Data entries
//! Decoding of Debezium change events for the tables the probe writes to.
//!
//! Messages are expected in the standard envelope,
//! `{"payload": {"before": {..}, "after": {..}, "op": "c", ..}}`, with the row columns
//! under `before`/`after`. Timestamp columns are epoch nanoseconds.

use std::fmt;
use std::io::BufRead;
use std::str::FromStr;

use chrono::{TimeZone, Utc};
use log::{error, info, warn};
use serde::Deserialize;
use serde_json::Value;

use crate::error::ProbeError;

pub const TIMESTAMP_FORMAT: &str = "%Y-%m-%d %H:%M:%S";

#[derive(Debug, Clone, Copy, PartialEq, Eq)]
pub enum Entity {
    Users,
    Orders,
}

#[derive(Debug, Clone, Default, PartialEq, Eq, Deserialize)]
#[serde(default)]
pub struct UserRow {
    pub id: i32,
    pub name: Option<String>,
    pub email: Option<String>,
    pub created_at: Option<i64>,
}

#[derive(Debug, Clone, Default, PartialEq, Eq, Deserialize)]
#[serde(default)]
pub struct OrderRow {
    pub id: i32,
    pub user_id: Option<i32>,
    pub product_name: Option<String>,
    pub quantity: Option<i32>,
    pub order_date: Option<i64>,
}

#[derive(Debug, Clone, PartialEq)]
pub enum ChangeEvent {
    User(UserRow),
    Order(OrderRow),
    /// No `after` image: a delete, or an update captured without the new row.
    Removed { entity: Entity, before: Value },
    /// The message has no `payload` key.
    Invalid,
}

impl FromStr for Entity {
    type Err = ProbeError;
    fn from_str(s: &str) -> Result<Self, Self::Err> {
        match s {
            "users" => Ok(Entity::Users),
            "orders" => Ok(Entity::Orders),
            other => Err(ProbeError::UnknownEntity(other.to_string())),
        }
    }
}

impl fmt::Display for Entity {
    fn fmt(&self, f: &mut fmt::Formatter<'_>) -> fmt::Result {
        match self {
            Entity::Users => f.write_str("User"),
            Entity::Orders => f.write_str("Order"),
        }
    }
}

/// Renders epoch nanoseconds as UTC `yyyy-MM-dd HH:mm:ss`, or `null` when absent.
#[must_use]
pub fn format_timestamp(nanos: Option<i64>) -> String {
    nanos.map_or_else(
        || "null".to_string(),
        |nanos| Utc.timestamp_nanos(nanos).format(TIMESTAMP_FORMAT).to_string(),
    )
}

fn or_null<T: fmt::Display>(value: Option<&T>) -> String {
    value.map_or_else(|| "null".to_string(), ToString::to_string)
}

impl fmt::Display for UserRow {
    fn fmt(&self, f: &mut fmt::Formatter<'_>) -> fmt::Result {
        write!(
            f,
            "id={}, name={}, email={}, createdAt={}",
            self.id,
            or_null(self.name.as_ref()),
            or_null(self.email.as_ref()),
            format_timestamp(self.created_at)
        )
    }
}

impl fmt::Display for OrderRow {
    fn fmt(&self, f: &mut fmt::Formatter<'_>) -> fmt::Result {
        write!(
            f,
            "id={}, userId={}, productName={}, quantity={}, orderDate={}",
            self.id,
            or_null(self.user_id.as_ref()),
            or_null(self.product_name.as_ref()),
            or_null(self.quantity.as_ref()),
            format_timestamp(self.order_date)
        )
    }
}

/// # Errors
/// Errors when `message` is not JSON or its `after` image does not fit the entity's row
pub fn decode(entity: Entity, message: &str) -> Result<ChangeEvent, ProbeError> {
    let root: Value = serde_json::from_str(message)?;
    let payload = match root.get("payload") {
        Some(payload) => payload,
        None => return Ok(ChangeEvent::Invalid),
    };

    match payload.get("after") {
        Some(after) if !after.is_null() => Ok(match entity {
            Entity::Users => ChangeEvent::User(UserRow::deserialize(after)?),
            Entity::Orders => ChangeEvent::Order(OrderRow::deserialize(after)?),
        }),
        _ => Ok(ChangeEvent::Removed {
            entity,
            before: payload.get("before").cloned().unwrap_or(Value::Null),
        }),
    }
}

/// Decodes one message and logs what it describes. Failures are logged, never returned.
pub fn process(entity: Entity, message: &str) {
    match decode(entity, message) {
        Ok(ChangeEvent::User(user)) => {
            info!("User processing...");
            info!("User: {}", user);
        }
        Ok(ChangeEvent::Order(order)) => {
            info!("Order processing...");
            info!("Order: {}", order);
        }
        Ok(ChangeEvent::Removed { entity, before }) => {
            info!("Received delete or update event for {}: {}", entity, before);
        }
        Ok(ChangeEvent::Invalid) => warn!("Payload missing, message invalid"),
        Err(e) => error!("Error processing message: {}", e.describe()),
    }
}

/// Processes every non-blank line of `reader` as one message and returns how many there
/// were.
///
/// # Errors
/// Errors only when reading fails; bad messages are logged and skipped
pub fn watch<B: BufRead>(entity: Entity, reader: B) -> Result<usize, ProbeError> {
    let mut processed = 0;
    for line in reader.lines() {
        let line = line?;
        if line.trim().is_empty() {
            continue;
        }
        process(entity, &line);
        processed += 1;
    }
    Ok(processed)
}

### WHAT IS BEING ASKED
For the data shown above, give the number of lines where the word "ProbeError" appears, and nothing else.

### SOLUTION TO THIS TASK
5